DBS posts worst quarterly results in three years

DBS reports lower profits for the final quarter of 2008 as bad debt impairments rise by 48%.

DBS Group said on Friday that its fourth-quarter profits fell 40% compared with a year earlier, caused by a drop in fee income, a rise in expenses and an increase in bad debt provisions.

DBS, which is Southeast Asia's largest bank, reported profits of S$295 million ($195 million) for the three months to the end of December 31, sharply lower than its earnings of S$491 million during the same period in 2007. These were DBS's worst quarterly results for three years.

Full-year net profit fell 15% to S$1.93 billion from S$2.28 billion in 2007, which was broadly in line with analysts' expectations.  

According to a statement by the bank, there was a 48% increase in bad debt impairments, with the bank taking a S$269 million hit, mainly due to higher charges for lending to small-and medium-sized businesses, and also to private banking customers. DBS earns 90% of its profit from Singapore and Hong Kong, and it was the bank's Hong Kong unit which was the worst hit, leading the increase in provisions.

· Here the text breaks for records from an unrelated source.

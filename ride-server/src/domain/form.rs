//! Booking request input and its validation.

use chrono::{Duration, NaiveDate, NaiveDateTime, NaiveTime};
use serde::{Deserialize, Serialize};

use super::error::ValidationError;
use super::journey::{Coordinates, Stop};

/// Default maximum passengers per vehicle.
pub const DEFAULT_MAX_PASSENGERS: u8 = 7;

/// A stop as entered on the booking form.
#[derive(Debug, Clone, PartialEq, Serialize, Deserialize)]
#[serde(rename_all = "camelCase")]
pub struct StopInput {
    pub location: String,

    #[serde(default)]
    pub coordinates: Option<Coordinates>,

    #[serde(default)]
    pub estimated_arrival: Option<NaiveTime>,

    #[serde(default)]
    pub waiting_minutes: Option<u32>,
}

impl StopInput {
    pub fn new(location: impl Into<String>) -> Self {
        Self {
            location: location.into(),
            coordinates: None,
            estimated_arrival: None,
            waiting_minutes: None,
        }
    }

    pub fn with_waiting(mut self, minutes: u32) -> Self {
        self.waiting_minutes = Some(minutes);
        self
    }

    /// Turn the input into a journey stop with the given identifier.
    pub fn to_stop(&self, id: String) -> Stop {
        Stop {
            id,
            location: self.location.trim().to_string(),
            coordinates: self.coordinates,
            estimated_arrival: self.estimated_arrival,
            waiting_minutes: self.waiting_minutes,
        }
    }
}

/// A ride request as submitted by the user.
#[derive(Debug, Clone, PartialEq, Serialize, Deserialize)]
#[serde(rename_all = "camelCase")]
pub struct BookingFormData {
    pub pickup: String,
    pub destination: String,

    #[serde(default)]
    pub stops: Vec<StopInput>,

    pub date: NaiveDate,
    pub time: NaiveTime,

    pub passenger_count: u8,
    pub contact_number: String,

    #[serde(default)]
    pub is_return_journey: bool,

    #[serde(default)]
    pub return_date: Option<NaiveDate>,

    #[serde(default)]
    pub return_time: Option<NaiveTime>,

    /// Stops for the return leg. Defaults to the forward stops reversed.
    #[serde(default)]
    pub return_stops: Option<Vec<StopInput>>,

    /// Minimum hours between forward departure and return departure.
    #[serde(default)]
    pub min_return_gap_hours: Option<u32>,
}

/// Limits applied when validating a booking form.
#[derive(Debug, Clone, PartialEq, Eq)]
pub struct BookingRules {
    /// Vehicle capacity.
    pub max_passengers: u8,
}

impl Default for BookingRules {
    fn default() -> Self {
        Self {
            max_passengers: DEFAULT_MAX_PASSENGERS,
        }
    }
}

impl BookingFormData {
    pub fn departure(&self) -> NaiveDateTime {
        self.date.and_time(self.time)
    }

    /// Return-leg departure, if both date and time were given.
    pub fn return_departure(&self) -> Option<NaiveDateTime> {
        Some(self.return_date?.and_time(self.return_time?))
    }

    /// Check the form, reporting the first violation found.
    ///
    /// Checks run in a fixed order: endpoints, passengers, contact number,
    /// return leg timing, then stops.
    pub fn validate(&self, rules: &BookingRules) -> Result<(), ValidationError> {
        let pickup = self.pickup.trim();
        let destination = self.destination.trim();

        if pickup.is_empty() {
            return Err(ValidationError::new("pickup", "pickup location is required"));
        }
        if destination.is_empty() {
            return Err(ValidationError::new(
                "destination",
                "destination is required",
            ));
        }
        if same_place(pickup, destination) {
            return Err(ValidationError::new(
                "destination",
                "destination must differ from pickup",
            ));
        }

        if self.passenger_count == 0 || self.passenger_count > rules.max_passengers {
            return Err(ValidationError::new(
                "passengerCount",
                format!("must be between 1 and {}", rules.max_passengers),
            ));
        }

        if !is_phone_number(&self.contact_number) {
            return Err(ValidationError::new(
                "contactNumber",
                "must be a phone number of 7 to 15 digits",
            ));
        }

        if self.is_return_journey {
            self.validate_return_leg()?;
        }

        let return_stops = self.return_stops.iter().flatten();
        for stop in self.stops.iter().chain(return_stops) {
            if stop.location.trim().is_empty() {
                return Err(ValidationError::new("stops", "stop location is required"));
            }
            if stop.coordinates.is_some_and(|c| !c.is_valid()) {
                return Err(ValidationError::new(
                    "stops",
                    format!("coordinates for {} are out of range", stop.location.trim()),
                ));
            }
        }

        Ok(())
    }

    fn validate_return_leg(&self) -> Result<(), ValidationError> {
        if self.return_date.is_none() {
            return Err(ValidationError::new(
                "returnDate",
                "return date is required for a return journey",
            ));
        }
        let Some(return_departure) = self.return_departure() else {
            return Err(ValidationError::new(
                "returnTime",
                "return time is required for a return journey",
            ));
        };

        let gap = Duration::hours(i64::from(self.min_return_gap_hours.unwrap_or(0)));
        let earliest = self.departure() + gap;
        if return_departure < earliest {
            let message = match self.min_return_gap_hours {
                Some(h) if h > 0 => format!("return must depart at least {h}h after pickup"),
                _ => "return cannot depart before pickup".to_string(),
            };
            return Err(ValidationError::new("returnDate", message));
        }

        Ok(())
    }
}

/// Place names compared ignoring case and runs of whitespace.
fn same_place(a: &str, b: &str) -> bool {
    a.split_whitespace()
        .map(str::to_lowercase)
        .eq(b.split_whitespace().map(str::to_lowercase))
}

/// Loose phone-number shape: optional leading `+`, then digits separated by
/// spaces, dashes or parentheses, with 7 to 15 digits in total.
fn is_phone_number(s: &str) -> bool {
    let s = s.trim();
    let body = s.strip_prefix('+').unwrap_or(s);

    if !body.starts_with(|c: char| c.is_ascii_digit() || c == '(') {
        return false;
    }
    if !body
        .chars()
        .all(|c| c.is_ascii_digit() || matches!(c, ' ' | '-' | '(' | ')'))
    {
        return false;
    }

    let digits = body.chars().filter(char::is_ascii_digit).count();
    (7..=15).contains(&digits)
}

Fee income fell 31% to S$383 million because of smaller contributions from its stock broking, investment banking and wealth management divisions. Expenses were up 19% from the previous quarter to S$689 million, while one-time restructuring losses amounted to S$88 million. The figures included a charge for a drop in the value of its holding in Thailand's THB, as well as severance payments following a 6% (900 jobs) cut in the bank's workforce in November.

On a positive note, net interest income rose 5% to S$1.1 billion, although the net interest margin narrowed to 2.04 percentage points from 2.11 percentage points in the same period a year earlier.

In January, DBS successfully completed a S$4 billion rights issue and in the same month chief executive Richard Stanley took a leave of absence after being diagnosed with leukaemia. Stanley had been at the helm for just eight months and chairman Koh Boon Hwee has taken over his duties until he is able to return.

Shares in DBS, which is 28%-owned by Temasek Holdings, lost more than 50% of their value last year -- making them the poorest performing among Singapore's bank shares.

Fitch Ratings expects the non-performing loan ratio for Singapore banks to more than double to between 3.5% and 4%, partly as a consequence of the collapse of the property bubble last year. The Singapore economy fell into recession in the third quarter of 2008.

Despite the results, DBS shares gained 2.8% on Friday -- compared with just 1% for the Singapore index -- suggesting that the earnings were in line with expectations.